*** Opening of Records supplied ***
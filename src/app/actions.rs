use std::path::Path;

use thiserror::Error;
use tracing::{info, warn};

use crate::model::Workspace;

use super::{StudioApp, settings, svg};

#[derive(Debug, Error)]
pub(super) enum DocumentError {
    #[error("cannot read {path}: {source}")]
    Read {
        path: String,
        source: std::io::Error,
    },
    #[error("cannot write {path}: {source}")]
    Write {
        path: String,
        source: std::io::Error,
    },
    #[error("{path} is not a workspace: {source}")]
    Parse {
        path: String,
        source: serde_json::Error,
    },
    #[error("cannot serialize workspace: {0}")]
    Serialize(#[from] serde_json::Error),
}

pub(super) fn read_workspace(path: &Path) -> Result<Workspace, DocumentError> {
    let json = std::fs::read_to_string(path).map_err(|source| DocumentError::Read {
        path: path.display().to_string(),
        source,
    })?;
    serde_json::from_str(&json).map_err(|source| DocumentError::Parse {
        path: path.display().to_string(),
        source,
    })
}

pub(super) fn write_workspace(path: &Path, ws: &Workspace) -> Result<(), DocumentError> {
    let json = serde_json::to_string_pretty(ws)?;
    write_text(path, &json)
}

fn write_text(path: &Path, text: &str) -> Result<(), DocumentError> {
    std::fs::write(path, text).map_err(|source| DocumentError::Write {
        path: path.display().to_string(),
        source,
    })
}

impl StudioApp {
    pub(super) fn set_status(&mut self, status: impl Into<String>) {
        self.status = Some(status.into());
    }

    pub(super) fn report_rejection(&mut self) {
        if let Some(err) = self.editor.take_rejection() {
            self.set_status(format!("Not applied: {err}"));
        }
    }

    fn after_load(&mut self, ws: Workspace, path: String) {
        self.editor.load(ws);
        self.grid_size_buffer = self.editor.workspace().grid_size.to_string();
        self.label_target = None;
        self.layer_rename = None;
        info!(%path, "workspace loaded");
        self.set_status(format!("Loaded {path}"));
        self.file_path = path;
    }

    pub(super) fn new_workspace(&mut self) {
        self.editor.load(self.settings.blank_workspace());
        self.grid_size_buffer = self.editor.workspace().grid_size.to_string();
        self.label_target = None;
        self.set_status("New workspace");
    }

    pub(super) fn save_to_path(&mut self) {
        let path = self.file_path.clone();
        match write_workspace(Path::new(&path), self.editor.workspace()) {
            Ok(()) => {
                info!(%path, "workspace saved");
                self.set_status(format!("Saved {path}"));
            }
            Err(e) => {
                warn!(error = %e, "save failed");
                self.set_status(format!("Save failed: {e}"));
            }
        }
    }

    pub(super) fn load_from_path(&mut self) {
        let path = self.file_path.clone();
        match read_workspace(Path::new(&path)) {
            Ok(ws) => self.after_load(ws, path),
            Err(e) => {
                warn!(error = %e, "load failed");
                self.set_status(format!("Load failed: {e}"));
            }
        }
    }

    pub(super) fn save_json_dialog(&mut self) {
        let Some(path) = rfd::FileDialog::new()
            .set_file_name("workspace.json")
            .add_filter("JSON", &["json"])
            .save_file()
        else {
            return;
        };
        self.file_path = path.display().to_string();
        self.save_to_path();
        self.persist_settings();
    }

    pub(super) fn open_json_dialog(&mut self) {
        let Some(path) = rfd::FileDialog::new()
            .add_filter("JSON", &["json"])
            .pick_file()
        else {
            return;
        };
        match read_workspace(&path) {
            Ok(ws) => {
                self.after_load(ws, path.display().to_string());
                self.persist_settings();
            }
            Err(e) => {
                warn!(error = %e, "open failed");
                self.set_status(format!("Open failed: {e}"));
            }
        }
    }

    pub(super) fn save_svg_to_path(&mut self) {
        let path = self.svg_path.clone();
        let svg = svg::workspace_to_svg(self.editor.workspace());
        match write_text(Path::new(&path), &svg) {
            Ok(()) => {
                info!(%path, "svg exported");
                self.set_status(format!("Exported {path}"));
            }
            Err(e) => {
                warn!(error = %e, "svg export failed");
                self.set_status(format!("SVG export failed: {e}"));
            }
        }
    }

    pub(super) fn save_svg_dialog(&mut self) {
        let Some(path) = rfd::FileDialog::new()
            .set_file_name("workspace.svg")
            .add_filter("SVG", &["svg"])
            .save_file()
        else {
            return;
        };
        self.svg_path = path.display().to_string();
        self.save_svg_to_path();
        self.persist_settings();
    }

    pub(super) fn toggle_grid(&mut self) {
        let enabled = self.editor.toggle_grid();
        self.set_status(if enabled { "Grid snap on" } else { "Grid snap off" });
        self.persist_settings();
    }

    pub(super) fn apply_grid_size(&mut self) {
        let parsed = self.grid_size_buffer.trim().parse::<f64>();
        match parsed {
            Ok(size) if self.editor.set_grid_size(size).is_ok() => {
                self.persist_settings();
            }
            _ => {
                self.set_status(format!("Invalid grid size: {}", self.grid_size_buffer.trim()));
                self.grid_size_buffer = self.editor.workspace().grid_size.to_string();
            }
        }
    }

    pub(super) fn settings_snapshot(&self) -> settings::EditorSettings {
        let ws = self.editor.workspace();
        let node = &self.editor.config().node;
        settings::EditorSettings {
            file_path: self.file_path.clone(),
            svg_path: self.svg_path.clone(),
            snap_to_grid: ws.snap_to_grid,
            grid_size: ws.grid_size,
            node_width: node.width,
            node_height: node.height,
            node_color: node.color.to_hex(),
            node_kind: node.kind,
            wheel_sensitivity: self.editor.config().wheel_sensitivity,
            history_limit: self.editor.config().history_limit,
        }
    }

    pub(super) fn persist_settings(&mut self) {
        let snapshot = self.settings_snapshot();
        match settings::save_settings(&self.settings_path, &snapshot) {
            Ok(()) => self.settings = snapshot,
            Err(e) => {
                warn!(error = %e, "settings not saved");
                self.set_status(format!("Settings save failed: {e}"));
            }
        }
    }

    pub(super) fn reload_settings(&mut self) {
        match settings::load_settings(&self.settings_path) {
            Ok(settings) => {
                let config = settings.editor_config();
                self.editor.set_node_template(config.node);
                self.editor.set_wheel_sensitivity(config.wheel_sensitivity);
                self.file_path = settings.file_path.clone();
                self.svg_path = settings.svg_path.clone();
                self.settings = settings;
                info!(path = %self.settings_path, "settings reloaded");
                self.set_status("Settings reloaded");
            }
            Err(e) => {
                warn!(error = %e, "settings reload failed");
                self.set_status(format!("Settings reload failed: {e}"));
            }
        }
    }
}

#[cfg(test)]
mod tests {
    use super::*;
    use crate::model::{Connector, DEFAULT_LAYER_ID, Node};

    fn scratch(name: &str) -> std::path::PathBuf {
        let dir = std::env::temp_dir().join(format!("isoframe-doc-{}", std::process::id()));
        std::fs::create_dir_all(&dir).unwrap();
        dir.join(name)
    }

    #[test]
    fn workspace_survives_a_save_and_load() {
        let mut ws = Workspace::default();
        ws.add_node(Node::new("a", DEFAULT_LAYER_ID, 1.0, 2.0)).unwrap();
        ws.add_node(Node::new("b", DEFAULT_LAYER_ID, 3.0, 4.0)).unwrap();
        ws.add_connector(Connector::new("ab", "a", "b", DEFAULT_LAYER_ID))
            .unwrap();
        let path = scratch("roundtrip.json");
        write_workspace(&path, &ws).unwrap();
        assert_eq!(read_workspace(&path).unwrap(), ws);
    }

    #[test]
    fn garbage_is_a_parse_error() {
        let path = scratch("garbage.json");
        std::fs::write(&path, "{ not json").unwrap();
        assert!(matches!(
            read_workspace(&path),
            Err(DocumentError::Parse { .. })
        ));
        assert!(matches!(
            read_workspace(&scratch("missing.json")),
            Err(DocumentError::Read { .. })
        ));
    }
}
*** Close of Records supplied ***
*** Opening of Records supplied ***
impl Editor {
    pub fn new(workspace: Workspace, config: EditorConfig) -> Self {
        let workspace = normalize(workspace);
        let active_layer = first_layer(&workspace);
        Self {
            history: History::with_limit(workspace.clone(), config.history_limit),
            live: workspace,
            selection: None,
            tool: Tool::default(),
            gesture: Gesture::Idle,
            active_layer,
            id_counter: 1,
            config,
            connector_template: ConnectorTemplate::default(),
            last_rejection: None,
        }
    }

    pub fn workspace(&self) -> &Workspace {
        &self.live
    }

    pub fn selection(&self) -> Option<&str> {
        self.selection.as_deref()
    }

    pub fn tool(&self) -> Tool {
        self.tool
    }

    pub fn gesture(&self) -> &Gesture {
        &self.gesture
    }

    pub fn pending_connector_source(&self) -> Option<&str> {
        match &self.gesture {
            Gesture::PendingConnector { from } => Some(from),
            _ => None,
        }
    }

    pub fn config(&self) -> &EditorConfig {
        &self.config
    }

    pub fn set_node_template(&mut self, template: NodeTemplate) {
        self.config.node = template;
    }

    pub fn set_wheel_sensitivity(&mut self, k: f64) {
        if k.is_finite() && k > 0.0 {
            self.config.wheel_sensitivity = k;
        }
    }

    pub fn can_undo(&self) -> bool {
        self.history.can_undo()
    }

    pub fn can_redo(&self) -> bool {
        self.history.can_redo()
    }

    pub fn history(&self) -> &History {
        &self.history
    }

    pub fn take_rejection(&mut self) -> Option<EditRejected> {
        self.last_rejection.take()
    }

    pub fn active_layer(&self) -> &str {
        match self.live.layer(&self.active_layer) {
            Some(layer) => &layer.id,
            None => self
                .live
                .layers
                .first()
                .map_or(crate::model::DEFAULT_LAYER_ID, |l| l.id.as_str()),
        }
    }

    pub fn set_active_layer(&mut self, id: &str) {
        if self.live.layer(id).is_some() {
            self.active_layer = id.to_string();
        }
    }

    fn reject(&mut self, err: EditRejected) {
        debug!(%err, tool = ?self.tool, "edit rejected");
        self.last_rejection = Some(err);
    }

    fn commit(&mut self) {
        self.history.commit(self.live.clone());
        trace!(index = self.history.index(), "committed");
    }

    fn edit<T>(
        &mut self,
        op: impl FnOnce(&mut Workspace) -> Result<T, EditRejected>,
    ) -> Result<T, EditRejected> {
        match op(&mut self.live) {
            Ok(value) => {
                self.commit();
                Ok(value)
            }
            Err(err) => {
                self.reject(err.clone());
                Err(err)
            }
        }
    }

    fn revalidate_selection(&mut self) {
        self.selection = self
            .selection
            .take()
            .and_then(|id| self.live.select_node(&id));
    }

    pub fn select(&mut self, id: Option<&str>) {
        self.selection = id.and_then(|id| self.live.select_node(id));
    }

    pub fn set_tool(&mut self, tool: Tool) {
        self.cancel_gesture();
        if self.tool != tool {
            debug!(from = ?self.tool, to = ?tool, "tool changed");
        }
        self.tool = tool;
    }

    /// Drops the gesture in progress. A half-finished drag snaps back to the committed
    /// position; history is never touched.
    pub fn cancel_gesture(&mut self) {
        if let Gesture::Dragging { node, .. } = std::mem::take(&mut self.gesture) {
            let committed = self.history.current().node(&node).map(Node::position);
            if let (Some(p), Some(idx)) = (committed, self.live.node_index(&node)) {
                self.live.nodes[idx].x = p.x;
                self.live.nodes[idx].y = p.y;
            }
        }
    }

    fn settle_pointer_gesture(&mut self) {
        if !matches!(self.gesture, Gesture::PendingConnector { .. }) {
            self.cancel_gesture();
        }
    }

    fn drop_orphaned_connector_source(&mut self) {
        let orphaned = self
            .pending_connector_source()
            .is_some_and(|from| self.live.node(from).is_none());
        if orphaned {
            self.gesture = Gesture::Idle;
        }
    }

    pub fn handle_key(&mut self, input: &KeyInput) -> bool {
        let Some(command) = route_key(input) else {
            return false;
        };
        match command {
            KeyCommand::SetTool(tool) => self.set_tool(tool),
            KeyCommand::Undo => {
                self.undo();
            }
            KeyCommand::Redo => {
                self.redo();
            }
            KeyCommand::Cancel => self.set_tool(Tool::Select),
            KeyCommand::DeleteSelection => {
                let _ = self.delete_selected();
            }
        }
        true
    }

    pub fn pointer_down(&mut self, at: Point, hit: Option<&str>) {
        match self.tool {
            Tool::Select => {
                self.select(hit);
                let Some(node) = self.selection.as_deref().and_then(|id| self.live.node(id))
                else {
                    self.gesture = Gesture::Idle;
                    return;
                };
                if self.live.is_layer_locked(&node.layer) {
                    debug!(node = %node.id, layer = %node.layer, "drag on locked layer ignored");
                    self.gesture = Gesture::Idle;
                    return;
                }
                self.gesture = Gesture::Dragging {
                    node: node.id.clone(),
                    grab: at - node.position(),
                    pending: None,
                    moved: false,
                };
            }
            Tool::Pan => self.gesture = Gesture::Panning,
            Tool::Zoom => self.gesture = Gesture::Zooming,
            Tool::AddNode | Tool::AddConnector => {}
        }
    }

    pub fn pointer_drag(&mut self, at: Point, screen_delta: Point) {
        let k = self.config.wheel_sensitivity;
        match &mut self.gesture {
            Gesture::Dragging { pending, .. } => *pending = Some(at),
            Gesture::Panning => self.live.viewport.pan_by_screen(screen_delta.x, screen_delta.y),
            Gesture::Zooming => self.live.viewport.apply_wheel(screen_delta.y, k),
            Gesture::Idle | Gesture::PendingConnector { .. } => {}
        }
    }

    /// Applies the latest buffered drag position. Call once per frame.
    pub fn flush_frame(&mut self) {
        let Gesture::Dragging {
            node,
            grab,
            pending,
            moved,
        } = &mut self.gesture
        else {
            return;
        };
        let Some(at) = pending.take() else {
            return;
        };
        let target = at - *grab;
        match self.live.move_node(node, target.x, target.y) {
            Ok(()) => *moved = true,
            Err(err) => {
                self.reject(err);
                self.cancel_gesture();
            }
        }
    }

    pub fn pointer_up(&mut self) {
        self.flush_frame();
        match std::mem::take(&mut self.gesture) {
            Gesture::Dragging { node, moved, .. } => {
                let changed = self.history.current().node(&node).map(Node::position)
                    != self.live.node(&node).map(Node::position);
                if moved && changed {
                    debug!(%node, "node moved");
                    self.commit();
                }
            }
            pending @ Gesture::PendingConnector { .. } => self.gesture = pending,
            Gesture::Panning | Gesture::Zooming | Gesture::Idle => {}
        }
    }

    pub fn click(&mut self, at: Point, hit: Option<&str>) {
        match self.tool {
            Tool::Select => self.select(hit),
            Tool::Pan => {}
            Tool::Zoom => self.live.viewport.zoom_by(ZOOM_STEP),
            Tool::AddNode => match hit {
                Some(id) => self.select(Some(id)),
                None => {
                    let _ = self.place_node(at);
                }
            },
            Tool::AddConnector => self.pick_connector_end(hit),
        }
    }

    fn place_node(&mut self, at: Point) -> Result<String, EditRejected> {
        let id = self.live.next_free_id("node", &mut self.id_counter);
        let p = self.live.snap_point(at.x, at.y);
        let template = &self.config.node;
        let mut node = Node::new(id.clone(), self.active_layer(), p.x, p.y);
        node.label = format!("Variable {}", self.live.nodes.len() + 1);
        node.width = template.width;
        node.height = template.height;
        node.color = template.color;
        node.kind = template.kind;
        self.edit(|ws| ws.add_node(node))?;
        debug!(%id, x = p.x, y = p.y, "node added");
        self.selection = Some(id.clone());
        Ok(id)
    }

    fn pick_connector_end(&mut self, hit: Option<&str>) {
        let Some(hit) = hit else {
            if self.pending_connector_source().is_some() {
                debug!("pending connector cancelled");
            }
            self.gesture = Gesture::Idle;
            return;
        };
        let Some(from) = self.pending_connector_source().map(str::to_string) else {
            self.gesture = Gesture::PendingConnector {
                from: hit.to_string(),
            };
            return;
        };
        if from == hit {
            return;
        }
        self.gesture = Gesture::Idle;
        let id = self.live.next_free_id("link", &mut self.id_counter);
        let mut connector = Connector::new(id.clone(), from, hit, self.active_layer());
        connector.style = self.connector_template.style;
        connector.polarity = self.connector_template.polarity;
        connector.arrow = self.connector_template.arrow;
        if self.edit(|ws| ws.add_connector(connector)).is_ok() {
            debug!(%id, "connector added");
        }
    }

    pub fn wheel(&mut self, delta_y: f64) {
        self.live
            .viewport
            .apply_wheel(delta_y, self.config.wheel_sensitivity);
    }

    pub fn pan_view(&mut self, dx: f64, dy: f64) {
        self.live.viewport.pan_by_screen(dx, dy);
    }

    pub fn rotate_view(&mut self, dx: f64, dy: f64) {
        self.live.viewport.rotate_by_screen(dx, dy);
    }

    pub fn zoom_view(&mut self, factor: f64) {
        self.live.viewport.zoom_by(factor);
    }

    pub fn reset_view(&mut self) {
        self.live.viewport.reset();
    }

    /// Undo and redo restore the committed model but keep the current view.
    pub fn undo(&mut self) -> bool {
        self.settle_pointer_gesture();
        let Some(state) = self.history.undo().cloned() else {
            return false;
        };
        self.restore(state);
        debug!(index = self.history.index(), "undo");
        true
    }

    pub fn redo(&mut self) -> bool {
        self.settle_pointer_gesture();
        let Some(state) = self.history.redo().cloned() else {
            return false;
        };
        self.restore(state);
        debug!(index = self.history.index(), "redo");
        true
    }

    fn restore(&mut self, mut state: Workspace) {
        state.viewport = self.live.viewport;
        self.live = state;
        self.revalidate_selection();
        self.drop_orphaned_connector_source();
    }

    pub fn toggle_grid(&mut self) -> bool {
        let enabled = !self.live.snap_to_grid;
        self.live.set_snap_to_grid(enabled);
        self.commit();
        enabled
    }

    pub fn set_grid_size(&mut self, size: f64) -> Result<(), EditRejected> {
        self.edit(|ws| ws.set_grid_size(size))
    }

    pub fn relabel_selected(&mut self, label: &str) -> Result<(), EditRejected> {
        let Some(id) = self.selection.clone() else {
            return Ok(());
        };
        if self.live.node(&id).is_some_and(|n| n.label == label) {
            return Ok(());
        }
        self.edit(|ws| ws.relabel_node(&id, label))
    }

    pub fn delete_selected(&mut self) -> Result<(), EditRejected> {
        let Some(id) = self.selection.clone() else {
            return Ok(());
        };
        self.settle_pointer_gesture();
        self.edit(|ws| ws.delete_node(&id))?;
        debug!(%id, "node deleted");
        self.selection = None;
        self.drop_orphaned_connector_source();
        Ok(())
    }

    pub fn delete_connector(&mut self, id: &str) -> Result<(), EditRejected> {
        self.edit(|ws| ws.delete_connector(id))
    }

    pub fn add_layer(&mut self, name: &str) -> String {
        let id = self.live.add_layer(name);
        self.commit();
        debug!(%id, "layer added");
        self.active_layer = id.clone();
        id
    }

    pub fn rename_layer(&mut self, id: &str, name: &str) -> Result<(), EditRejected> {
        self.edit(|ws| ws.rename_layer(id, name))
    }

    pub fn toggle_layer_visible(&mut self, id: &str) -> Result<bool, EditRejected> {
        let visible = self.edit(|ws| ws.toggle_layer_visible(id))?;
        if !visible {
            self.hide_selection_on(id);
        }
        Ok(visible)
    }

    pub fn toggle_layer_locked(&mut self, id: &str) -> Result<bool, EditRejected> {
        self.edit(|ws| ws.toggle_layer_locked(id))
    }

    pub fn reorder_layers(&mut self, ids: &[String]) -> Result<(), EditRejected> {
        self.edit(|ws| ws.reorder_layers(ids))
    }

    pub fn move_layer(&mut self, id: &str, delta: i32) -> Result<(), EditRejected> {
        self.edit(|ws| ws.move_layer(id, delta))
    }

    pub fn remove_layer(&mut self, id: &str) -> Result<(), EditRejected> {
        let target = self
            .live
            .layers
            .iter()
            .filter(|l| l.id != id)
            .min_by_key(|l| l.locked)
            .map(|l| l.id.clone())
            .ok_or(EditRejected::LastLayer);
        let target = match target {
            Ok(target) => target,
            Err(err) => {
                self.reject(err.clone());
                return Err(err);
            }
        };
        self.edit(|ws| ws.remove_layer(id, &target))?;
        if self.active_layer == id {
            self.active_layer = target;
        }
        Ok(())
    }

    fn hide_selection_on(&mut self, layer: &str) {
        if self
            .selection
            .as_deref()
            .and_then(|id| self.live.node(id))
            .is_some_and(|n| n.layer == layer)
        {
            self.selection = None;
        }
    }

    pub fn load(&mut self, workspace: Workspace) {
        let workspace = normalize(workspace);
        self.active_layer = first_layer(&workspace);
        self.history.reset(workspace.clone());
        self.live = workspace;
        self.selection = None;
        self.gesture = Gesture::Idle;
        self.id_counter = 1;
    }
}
*** Close of Records supplied ***
### Task to carry out
Could you find each line in the entries that contains the string "StudioApp" and copy it?

### Response below
use super::{StudioApp, settings, svg};
impl StudioApp {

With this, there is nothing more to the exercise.